**PROBLEM DESCRIPTION**.
In the data below, one line contains "self.rules.iter().any(|r| r.enabled &&" and a later one contains "mode: outcomes are". Print both, with every line between them, exactly and alone.
START SUPPLIED RECORDS
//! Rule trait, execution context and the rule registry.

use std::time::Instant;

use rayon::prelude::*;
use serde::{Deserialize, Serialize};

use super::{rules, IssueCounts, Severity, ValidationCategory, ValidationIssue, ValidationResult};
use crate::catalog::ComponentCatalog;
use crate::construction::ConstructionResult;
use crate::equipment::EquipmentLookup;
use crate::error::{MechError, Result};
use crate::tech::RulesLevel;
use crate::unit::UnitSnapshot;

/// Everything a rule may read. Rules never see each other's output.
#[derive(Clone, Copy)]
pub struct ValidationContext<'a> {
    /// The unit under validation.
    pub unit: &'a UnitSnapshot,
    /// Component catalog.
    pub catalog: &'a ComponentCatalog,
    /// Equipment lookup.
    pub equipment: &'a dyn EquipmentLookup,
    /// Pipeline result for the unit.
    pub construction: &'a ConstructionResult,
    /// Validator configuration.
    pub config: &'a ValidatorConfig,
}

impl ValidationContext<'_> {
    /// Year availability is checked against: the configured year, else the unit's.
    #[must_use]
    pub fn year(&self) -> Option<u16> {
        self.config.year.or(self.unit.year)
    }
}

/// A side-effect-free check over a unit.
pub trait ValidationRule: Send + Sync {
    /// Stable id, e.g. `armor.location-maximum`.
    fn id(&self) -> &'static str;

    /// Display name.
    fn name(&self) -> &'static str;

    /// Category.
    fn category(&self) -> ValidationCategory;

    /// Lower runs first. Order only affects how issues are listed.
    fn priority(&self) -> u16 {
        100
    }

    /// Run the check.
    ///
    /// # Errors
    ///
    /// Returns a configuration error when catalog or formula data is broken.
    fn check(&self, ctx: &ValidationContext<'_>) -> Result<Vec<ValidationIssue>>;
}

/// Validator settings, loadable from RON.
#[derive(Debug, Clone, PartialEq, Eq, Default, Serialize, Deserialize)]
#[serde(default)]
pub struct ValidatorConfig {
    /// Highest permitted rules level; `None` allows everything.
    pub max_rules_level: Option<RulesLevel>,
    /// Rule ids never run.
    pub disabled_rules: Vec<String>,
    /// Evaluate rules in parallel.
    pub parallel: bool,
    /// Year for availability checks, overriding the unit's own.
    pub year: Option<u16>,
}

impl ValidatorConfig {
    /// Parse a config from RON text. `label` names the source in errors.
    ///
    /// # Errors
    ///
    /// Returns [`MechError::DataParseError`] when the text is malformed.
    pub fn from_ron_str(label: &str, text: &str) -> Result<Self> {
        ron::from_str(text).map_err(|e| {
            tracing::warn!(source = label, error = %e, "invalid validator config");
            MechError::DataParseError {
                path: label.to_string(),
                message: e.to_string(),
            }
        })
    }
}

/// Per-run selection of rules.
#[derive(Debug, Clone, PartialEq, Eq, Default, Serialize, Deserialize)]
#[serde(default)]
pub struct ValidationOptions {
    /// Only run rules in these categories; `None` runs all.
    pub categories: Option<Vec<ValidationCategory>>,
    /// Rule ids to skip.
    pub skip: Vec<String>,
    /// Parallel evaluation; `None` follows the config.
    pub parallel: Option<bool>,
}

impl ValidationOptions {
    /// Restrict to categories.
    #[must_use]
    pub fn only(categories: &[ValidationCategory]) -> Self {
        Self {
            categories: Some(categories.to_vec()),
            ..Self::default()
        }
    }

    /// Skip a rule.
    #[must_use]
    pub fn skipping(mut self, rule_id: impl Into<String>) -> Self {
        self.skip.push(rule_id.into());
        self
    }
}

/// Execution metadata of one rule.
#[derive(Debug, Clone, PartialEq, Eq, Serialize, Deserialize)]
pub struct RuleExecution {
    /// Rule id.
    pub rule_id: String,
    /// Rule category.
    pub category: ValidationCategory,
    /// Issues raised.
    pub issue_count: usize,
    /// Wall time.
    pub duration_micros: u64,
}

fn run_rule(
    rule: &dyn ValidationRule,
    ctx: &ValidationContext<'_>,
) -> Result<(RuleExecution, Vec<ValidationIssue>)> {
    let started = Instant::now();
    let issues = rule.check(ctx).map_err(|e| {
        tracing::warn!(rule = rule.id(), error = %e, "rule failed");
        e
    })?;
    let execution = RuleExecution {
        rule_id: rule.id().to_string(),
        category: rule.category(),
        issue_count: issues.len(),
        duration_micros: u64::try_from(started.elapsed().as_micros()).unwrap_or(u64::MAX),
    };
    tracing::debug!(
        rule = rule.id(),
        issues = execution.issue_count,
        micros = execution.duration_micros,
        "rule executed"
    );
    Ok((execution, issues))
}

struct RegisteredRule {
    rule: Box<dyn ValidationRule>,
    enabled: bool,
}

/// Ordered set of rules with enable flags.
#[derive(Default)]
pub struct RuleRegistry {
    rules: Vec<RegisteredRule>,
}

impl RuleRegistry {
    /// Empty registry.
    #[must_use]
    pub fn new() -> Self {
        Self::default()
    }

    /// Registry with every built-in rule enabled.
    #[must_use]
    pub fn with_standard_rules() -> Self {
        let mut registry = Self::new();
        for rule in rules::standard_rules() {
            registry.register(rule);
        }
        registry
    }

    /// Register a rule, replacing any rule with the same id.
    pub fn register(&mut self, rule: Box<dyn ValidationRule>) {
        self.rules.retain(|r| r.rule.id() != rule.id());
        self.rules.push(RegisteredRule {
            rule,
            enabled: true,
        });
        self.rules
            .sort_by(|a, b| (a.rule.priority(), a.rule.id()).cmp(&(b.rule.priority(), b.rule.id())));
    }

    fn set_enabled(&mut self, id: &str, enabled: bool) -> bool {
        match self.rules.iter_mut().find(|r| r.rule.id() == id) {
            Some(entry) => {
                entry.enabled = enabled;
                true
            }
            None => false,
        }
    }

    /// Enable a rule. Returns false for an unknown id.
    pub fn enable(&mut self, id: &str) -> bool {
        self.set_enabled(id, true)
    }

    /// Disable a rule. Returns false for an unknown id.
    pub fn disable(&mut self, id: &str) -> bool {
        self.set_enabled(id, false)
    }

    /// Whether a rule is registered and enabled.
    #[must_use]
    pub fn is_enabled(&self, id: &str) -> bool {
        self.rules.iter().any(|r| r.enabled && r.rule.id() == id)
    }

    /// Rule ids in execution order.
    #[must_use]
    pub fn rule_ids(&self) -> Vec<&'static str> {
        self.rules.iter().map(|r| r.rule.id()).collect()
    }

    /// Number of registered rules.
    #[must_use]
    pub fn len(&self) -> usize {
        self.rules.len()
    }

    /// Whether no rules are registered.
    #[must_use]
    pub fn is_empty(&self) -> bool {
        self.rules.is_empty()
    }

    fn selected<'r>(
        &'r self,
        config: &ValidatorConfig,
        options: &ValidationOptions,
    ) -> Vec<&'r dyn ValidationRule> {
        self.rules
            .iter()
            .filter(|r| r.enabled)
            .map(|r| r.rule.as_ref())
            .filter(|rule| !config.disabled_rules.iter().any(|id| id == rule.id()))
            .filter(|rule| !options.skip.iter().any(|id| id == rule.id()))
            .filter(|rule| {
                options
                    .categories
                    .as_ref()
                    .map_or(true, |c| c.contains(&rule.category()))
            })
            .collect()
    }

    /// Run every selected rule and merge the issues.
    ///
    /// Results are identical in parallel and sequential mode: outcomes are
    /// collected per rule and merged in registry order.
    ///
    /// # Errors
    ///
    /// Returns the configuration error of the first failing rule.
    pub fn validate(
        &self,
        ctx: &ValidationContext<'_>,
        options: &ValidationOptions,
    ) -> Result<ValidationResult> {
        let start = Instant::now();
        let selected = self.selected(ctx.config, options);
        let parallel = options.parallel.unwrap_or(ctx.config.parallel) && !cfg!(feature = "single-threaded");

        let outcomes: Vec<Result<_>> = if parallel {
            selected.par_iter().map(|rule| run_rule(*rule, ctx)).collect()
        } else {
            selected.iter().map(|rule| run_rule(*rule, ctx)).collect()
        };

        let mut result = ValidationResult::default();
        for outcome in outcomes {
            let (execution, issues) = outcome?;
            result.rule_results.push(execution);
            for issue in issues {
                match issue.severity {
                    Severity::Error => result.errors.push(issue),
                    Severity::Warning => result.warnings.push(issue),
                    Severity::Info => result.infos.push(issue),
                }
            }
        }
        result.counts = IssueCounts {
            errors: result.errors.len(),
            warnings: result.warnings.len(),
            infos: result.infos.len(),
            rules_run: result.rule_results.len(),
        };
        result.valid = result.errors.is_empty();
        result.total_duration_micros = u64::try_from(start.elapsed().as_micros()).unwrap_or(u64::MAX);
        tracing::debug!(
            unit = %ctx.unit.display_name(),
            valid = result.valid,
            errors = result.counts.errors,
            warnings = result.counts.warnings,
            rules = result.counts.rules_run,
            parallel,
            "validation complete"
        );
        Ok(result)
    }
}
END SUPPLIED RECORDS
**OUTPUT OF THE TASK**.
        self.rules.iter().any(|r| r.enabled && r.rule.id() == id)
    }

    /// Rule ids in execution order.
    #[must_use]
    pub fn rule_ids(&self) -> Vec<&'static str> {
        self.rules.iter().map(|r| r.rule.id()).collect()
    }

    /// Number of registered rules.
    #[must_use]
    pub fn len(&self) -> usize {
        self.rules.len()
    }

    /// Whether no rules are registered.
    #[must_use]
    pub fn is_empty(&self) -> bool {
        self.rules.is_empty()
    }

    fn selected<'r>(
        &'r self,
        config: &ValidatorConfig,
        options: &ValidationOptions,
    ) -> Vec<&'r dyn ValidationRule> {
        self.rules
            .iter()
            .filter(|r| r.enabled)
            .map(|r| r.rule.as_ref())
            .filter(|rule| !config.disabled_rules.iter().any(|id| id == rule.id()))
            .filter(|rule| !options.skip.iter().any(|id| id == rule.id()))
            .filter(|rule| {
                options
                    .categories
                    .as_ref()
                    .map_or(true, |c| c.contains(&rule.category()))
            })
            .collect()
    }

    /// Run every selected rule and merge the issues.
    ///
    /// Results are identical in parallel and sequential mode: outcomes are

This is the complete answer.